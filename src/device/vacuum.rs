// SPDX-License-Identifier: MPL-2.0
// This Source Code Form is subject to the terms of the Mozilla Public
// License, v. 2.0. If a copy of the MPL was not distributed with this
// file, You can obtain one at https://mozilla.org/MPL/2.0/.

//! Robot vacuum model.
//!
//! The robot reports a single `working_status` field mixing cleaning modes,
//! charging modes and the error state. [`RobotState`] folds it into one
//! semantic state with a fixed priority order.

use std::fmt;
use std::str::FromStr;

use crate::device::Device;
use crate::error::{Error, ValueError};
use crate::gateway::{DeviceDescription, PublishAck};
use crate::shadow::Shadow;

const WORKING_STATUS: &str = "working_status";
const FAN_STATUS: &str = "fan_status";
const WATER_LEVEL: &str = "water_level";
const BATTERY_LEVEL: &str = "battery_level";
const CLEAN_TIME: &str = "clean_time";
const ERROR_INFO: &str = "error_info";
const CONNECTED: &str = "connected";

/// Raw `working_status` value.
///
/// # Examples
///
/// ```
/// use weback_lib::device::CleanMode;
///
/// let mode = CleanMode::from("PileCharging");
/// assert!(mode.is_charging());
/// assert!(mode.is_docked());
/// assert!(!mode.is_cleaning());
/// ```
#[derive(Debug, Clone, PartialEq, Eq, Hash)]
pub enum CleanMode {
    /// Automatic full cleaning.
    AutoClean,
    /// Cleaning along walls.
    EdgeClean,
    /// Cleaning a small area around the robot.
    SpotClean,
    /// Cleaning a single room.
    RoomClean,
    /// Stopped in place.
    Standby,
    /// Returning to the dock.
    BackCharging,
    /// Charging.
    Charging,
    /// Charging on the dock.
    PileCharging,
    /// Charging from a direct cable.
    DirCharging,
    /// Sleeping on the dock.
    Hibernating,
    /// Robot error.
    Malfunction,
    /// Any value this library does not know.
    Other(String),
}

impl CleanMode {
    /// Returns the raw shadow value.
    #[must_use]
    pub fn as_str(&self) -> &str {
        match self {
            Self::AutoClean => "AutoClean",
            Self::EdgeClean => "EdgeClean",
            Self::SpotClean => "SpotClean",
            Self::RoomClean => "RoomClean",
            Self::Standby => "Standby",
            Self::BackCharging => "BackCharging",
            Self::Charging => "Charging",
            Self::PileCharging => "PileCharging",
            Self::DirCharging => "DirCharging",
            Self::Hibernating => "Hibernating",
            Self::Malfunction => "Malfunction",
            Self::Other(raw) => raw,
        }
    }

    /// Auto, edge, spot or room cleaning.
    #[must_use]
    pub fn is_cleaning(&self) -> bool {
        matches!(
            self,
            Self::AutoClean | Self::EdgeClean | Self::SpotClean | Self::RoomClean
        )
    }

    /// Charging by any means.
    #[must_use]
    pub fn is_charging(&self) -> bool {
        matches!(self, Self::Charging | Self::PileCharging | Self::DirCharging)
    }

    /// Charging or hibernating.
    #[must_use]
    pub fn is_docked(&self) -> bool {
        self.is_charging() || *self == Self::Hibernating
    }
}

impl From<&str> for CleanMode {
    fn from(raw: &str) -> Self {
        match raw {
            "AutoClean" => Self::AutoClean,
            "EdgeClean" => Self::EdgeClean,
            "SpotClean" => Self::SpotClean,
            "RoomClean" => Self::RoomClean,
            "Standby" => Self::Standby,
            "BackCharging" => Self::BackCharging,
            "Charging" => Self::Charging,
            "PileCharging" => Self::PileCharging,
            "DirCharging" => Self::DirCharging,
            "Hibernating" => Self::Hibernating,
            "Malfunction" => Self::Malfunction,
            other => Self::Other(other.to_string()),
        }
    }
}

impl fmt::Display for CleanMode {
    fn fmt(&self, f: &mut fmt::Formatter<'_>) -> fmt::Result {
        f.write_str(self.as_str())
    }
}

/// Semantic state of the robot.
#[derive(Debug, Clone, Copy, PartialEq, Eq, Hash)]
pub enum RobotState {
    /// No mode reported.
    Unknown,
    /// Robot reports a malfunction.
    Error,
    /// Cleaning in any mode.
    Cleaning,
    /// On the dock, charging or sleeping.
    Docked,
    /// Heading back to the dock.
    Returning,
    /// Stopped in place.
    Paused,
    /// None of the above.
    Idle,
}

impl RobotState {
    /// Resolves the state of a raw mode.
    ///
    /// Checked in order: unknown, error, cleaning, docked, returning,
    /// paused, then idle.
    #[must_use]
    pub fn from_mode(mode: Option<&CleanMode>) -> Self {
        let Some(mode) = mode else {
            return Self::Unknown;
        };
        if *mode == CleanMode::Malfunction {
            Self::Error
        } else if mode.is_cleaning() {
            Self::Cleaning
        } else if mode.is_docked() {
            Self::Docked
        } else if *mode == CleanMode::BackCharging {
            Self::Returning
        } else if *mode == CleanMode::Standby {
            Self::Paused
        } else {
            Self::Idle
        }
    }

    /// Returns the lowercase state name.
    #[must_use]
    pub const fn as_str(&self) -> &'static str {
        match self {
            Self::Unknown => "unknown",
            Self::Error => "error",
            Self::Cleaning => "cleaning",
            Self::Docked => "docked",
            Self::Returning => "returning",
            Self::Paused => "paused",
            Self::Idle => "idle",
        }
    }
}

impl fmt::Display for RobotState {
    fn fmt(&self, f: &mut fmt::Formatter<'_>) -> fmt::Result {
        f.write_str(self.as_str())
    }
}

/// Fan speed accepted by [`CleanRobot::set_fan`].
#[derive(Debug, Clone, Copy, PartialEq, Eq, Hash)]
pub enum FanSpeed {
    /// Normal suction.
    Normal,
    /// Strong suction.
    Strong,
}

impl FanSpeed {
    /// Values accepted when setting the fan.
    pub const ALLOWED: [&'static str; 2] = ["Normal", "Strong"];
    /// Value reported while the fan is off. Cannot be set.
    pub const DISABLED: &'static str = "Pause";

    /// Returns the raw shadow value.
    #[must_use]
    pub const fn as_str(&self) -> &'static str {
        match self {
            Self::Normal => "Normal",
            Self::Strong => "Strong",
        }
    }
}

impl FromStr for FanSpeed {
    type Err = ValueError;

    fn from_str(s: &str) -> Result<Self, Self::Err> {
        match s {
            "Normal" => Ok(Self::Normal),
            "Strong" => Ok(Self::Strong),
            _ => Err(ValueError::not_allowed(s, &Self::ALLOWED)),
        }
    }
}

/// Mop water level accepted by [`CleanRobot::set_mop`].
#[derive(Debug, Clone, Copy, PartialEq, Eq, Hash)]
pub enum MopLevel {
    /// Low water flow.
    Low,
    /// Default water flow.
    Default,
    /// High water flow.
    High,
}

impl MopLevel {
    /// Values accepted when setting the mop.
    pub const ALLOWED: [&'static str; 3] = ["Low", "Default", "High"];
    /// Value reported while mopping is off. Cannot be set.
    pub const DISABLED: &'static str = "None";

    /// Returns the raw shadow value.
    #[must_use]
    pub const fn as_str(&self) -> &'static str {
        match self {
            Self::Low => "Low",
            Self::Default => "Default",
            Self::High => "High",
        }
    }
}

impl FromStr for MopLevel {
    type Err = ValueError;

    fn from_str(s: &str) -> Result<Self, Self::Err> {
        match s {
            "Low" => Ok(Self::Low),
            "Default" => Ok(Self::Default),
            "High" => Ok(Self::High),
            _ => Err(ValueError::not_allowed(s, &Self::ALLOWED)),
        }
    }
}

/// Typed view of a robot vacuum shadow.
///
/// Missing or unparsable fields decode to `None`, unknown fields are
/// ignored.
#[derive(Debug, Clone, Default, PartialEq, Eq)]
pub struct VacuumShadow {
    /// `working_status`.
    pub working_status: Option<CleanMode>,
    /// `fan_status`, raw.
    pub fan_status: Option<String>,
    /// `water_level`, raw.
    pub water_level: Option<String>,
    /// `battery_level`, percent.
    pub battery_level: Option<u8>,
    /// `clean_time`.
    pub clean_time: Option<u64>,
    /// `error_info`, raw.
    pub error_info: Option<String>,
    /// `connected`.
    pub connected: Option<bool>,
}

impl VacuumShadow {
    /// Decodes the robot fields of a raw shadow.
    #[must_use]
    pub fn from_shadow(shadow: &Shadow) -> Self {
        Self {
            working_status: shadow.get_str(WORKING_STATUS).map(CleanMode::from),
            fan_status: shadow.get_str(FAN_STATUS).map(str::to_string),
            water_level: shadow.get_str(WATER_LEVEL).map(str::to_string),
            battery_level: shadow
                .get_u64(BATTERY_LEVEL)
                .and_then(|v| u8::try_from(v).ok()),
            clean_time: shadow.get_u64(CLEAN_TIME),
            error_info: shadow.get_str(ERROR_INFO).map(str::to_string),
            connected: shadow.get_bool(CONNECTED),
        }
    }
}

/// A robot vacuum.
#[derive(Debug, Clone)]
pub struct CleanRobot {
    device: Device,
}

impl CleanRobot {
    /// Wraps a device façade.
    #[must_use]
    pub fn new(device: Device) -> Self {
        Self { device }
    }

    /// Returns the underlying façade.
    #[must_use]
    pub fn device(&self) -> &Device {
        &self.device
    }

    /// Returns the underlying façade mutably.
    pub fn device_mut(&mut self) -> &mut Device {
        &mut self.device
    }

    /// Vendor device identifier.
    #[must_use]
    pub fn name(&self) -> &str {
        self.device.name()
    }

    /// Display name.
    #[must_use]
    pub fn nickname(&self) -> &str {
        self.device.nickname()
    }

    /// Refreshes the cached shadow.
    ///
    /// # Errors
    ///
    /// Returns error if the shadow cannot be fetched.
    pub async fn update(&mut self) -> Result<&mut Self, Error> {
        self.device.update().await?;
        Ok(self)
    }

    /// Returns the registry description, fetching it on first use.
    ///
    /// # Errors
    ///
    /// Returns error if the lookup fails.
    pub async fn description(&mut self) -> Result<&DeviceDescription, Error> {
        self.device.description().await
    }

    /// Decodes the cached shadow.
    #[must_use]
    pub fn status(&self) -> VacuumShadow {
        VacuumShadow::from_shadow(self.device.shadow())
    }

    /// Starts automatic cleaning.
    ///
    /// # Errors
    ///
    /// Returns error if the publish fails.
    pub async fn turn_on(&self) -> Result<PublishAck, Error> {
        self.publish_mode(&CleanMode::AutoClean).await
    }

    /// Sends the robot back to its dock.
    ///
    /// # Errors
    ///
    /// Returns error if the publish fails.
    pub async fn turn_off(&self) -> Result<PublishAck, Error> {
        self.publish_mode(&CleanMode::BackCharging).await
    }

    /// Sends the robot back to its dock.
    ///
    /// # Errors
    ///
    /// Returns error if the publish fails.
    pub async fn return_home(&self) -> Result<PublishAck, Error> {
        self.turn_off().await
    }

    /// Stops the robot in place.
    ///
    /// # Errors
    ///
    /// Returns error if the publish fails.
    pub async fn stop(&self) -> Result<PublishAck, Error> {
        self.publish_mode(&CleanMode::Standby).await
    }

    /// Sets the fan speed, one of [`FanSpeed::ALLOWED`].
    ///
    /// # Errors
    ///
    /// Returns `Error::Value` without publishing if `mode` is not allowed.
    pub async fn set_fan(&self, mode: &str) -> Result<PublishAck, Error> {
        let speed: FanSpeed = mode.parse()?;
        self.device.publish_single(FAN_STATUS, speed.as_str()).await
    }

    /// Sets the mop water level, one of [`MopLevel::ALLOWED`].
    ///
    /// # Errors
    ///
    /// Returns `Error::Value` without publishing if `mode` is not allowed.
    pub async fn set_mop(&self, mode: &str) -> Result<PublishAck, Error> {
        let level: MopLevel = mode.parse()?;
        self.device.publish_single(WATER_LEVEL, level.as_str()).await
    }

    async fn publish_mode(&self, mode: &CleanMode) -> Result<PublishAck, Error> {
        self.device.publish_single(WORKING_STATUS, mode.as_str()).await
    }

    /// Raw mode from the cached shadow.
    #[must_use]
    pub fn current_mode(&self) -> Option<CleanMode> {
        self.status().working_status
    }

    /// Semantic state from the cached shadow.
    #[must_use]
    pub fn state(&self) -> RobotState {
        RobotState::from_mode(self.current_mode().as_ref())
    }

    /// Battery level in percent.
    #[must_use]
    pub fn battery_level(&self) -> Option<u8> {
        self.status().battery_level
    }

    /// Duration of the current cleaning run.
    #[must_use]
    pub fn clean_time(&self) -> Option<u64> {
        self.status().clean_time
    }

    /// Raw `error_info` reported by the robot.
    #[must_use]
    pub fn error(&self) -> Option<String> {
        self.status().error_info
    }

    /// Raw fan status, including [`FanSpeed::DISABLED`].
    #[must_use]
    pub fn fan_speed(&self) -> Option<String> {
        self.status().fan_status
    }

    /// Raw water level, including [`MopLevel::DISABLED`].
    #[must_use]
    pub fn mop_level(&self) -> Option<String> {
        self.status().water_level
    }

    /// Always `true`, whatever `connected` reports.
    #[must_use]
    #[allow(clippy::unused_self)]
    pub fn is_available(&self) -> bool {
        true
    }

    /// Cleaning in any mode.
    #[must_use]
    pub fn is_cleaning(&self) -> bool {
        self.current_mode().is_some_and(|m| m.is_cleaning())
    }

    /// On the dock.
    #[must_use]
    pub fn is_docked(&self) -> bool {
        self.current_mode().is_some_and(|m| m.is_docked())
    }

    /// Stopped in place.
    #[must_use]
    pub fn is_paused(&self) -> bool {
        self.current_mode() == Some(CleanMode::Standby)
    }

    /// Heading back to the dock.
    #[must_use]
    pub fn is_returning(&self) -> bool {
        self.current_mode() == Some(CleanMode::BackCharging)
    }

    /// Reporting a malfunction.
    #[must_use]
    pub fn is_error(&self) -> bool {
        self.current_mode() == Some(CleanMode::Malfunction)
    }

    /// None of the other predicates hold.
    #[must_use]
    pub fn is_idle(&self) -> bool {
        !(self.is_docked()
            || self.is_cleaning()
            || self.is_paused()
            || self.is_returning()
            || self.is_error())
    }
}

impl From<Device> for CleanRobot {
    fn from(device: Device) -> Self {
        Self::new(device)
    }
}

- [YOUR ASSIGNMENT] Search the data above for the string "FanSpeed" and return every line that has it.

- [RESULT]
pub enum FanSpeed {
impl FanSpeed {
impl FromStr for FanSpeed {
    /// Sets the fan speed, one of [`FanSpeed::ALLOWED`].
        let speed: FanSpeed = mode.parse()?;
    /// Raw fan status, including [`FanSpeed::DISABLED`].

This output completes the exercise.